__INFORMATION SUPPLIED__:

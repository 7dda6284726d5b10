use anyhow::Context;
use rsa::pkcs1::{DecodeRsaPrivateKey, EncodeRsaPrivateKey};
use rsa::pkcs1v15::SigningKey;
use rsa::pkcs8::EncodePrivateKey;
use rsa::signature::{SignatureEncoding, Signer};
use rsa::traits::PublicKeyParts;
use rsa::RsaPrivateKey;
use sha2::Sha256;
use std::error::Error;
use std::fmt::{Display, Formatter};

/// Certificates and ACME accounts both use RSA-2048 keys.
pub const RSA_KEY_BITS: usize = 2048;

/// An RSA keypair. Account keys are generated fresh per acquisition and
/// discarded; certificate keys travel with their chain through the cache.
#[derive(Debug, Clone)]
pub struct RsaKeyPair {
    key: RsaPrivateKey,
}

impl RsaKeyPair {
    pub fn generate() -> anyhow::Result<Self> {
        let key = RsaPrivateKey::new(&mut rand::thread_rng(), RSA_KEY_BITS)
            .context("generating RSA keypair")?;
        Ok(Self { key })
    }

    pub fn from_pkcs1_der(der: &[u8]) -> Result<Self, rsa::pkcs1::Error> {
        Ok(Self {
            key: RsaPrivateKey::from_pkcs1_der(der)?,
        })
    }

    pub fn to_pkcs1_der(&self) -> Result<Vec<u8>, SignatureError> {
        let doc = self
            .key
            .to_pkcs1_der()
            .map_err(|_| SignatureError::EncodingFailed("PKCS#1 serialization failed"))?;
        Ok(doc.as_bytes().to_vec())
    }

    /// Re-exposes the key in a form usable for CSR and certificate signing.
    pub fn to_rcgen_keypair(&self) -> anyhow::Result<rcgen::KeyPair> {
        let pkcs8 = self
            .key
            .to_pkcs8_der()
            .map_err(|_| anyhow::anyhow!("PKCS#8 serialization failed"))?;
        rcgen::KeyPair::try_from(pkcs8.as_bytes()).context("loading RSA key for signing")
    }

    /// Signs `message` with RSASSA-PKCS1-v1_5 over SHA-256 (JWS "RS256").
    pub fn sign(&self, message: &[u8]) -> Result<Vec<u8>, SignatureError> {
        let signer = SigningKey::<Sha256>::new(self.key.clone());
        let signature = signer
            .try_sign(message)
            .map_err(|_| SignatureError::SignatureGeneration("RSA signing failed"))?;
        Ok(signature.to_vec())
    }

    /// Public modulus and exponent, big-endian without leading zeroes.
    pub fn public_components(&self) -> (Vec<u8>, Vec<u8>) {
        (self.key.n().to_bytes_be(), self.key.e().to_bytes_be())
    }
}

#[derive(Debug)]
pub enum SignatureError {
    Serialization(serde_json::Error),
    SignatureGeneration(&'static str),
    EncodingFailed(&'static str),
}

impl Error for SignatureError {
    fn source(&self) -> Option<&(dyn Error + 'static)> {
        match &self {
            SignatureError::Serialization(ser) => ser.source(),
            SignatureError::EncodingFailed(_) | SignatureError::SignatureGeneration(_) => None,
        }
    }
}

impl Display for SignatureError {
    fn fmt(&self, f: &mut Formatter<'_>) -> std::fmt::Result {
        match &self {
            SignatureError::Serialization(e) => write!(f, "JSON encoding failed: {e}"),
            SignatureError::EncodingFailed(msg) | SignatureError::SignatureGeneration(msg) => {
                write!(f, "{msg}")
            }
        }
    }
}

impl From<serde_json::Error> for SignatureError {
    fn from(e: serde_json::Error) -> Self {
        SignatureError::Serialization(e)
    }
}

#[cfg(test)]
mod tests {
    use super::*;
    use crate::testutil;

    #[test]
    fn test_pkcs1_round_trip() {
        let keypair = testutil::test_keypair(0);
        let der = keypair.to_pkcs1_der().unwrap();
        let reloaded = RsaKeyPair::from_pkcs1_der(&der).unwrap();
        assert_eq!(der, reloaded.to_pkcs1_der().unwrap());
        assert_eq!(keypair.public_components(), reloaded.public_components());
    }

    #[test]
    fn test_from_pkcs1_der_rejects_garbage() {
        RsaKeyPair::from_pkcs1_der(b"not a key").unwrap_err();
    }

    #[test]
    fn test_sign_length_matches_modulus() {
        let keypair = testutil::test_keypair(0);
        let signature = keypair.sign(b"Hello, world!").unwrap();
        assert_eq!(signature.len(), RSA_KEY_BITS / 8);
    }

    #[test]
    fn test_public_exponent_is_f4() {
        let keypair = testutil::test_keypair(0);
        let (_, e) = keypair.public_components();
        assert_eq!(e, vec![0x01, 0x00, 0x01]);
    }
}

__REQUIRED ACTION__: Nothing but the lines from the one containing "let (_, e) = keypair.public_components();" through the end of the entries belongs in the answer; repeat them exactly.

__RESULT OF THIS EXERCISE__:
        let (_, e) = keypair.public_components();
        assert_eq!(e, vec![0x01, 0x00, 0x01]);
    }
}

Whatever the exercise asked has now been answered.